The hardest work, but ultimately the best ROI is social media. Instagram is a good place for restaurants as you are easy to follow, and you can share daily photographs of specials as well as running competitions and inviting comments. Twitter is another medium which invites frequent, short, posts. Facebook is beginning to wane somewhat in popularity as teens find new social networks to frequent but can be an excellent place to connect with local communities.

Again, across whatever platforms you choose to use, you need to keep your branding consistent. Use the same logo and colour-schemes as far as possible. Try to find a username that is free on the main social networks that you intend to target so that @myrestaurant connects to you regardless of whether it’s used on Twitter, Facebook, Instagram or elsewhere.





Social media needs you to put effort into it. If you allow direct messaging, then you need to respond to messages as quickly as possible, and you need to moderate your news feeds to check for any questions posed by followers on a regular basis. If you can't or won't spend time running your social media accounts, you may need to hire a social media manager (who will manage your account alongside many others) or refrain from jumping on the bandwagon until such time as you can devote enough energy to the task.



Marketing skills

All businesses need excellent marketing skills. Always consider your business actions from the customer's point of view and consider how they will be perceived. Social media disasters occur when companies try to cover up their mistakes. Social media triumphs occur when savvy social media managers find a way to fix the error and gain "brownie points". A bad review on its own can be written off as someone who simply didn't like what you were offering, but a bad review with a good response, acknowledging and validating the author and attempting to make recompense shows you care about your customer experience. A bad review that's deleted will come back to bite you.

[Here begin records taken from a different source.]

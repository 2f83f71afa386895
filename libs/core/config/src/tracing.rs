use crate::Environment;
use tracing::{debug, info};
use tracing_subscriber::{prelude::*, EnvFilter};

/// Default filter directives when `RUST_LOG` is not set.
fn default_directives(environment: &Environment) -> &'static str {
    if environment.is_production() {
        "warn,domain_pricing=info"
    } else {
        "debug"
    }
}

/// Initialize tracing with environment-aware output and error span capture.
///
/// - **Production** (`APP_ENV=production`): flattened JSON events without
///   module targets, suitable for log aggregation.
/// - **Development** (default): pretty, human-readable output.
///
/// Both install `tracing_error::ErrorLayer` so errors can carry span traces.
/// `RUST_LOG` overrides the default filter.
///
/// Safe to call multiple times; later calls are no-ops (common in tests).
pub fn init_tracing(environment: &Environment) {
    let filter = EnvFilter::try_from_default_env()
        .unwrap_or_else(|_| EnvFilter::new(default_directives(environment)));

    let result = if environment.is_production() {
        tracing_subscriber::registry()
            .with(
                tracing_subscriber::fmt::layer()
                    .json()
                    .with_target(false)
                    .flatten_event(true),
            )
            .with(tracing_error::ErrorLayer::default())
            .with(filter)
            .try_init()
    } else {
        tracing_subscriber::registry()
            .with(
                tracing_subscriber::fmt::layer()
                    .with_target(true)
                    .with_file(false)
                    .with_line_number(false)
                    .pretty(),
            )
            .with(tracing_error::ErrorLayer::default())
            .with(filter)
            .try_init()
    };

    match result {
        Ok(_) => info!(?environment, "Tracing initialized"),
        Err(_) => debug!("Tracing already initialized, skipping re-initialization"),
    }
}
use async_trait::async_trait;

use crate::error::PricingResult;
use crate::models::{CloudProvider, ComputeOffer, OfferFilter, RegionBucket, StorageOffer};

/// Read side of the offer store
///
/// The pricing layer treats the store as an enumerable collection: it asks
/// for a filtered snapshot and aggregates it in memory. Implementations can
/// use different storage backends (in-memory, PostgreSQL, etc.)
#[cfg_attr(test, mockall::automock)]
#[async_trait]
pub trait OfferSource: Send + Sync {
    /// Compute offers matching the filter
    async fn compute_offers(&self, filter: &OfferFilter) -> PricingResult<Vec<ComputeOffer>>;

    /// Storage offers matching the filter
    async fn storage_offers(&self, filter: &OfferFilter) -> PricingResult<Vec<StorageOffer>>;

    /// Distinct region buckets a provider has offers in
    async fn regions_for_provider(
        &self,
        provider: CloudProvider,
    ) -> PricingResult<Vec<RegionBucket>>;
}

Knowing your customer base is essential to good marketing. What do they like to eat? Are they more likely to be walk-ins who will be attracted by a pavement sign and lightbox display or are they more likely to be booking in advance for a special occasion? Will offering a vegan alternative encourage more families to try your restaurant or are you at risk of losing your more carnivorous customers who are looking for somewhere with traditional values? In the ever-changing restaurant sector, your market research needs to be ongoing, and your marketing skills need to be honed to perfection.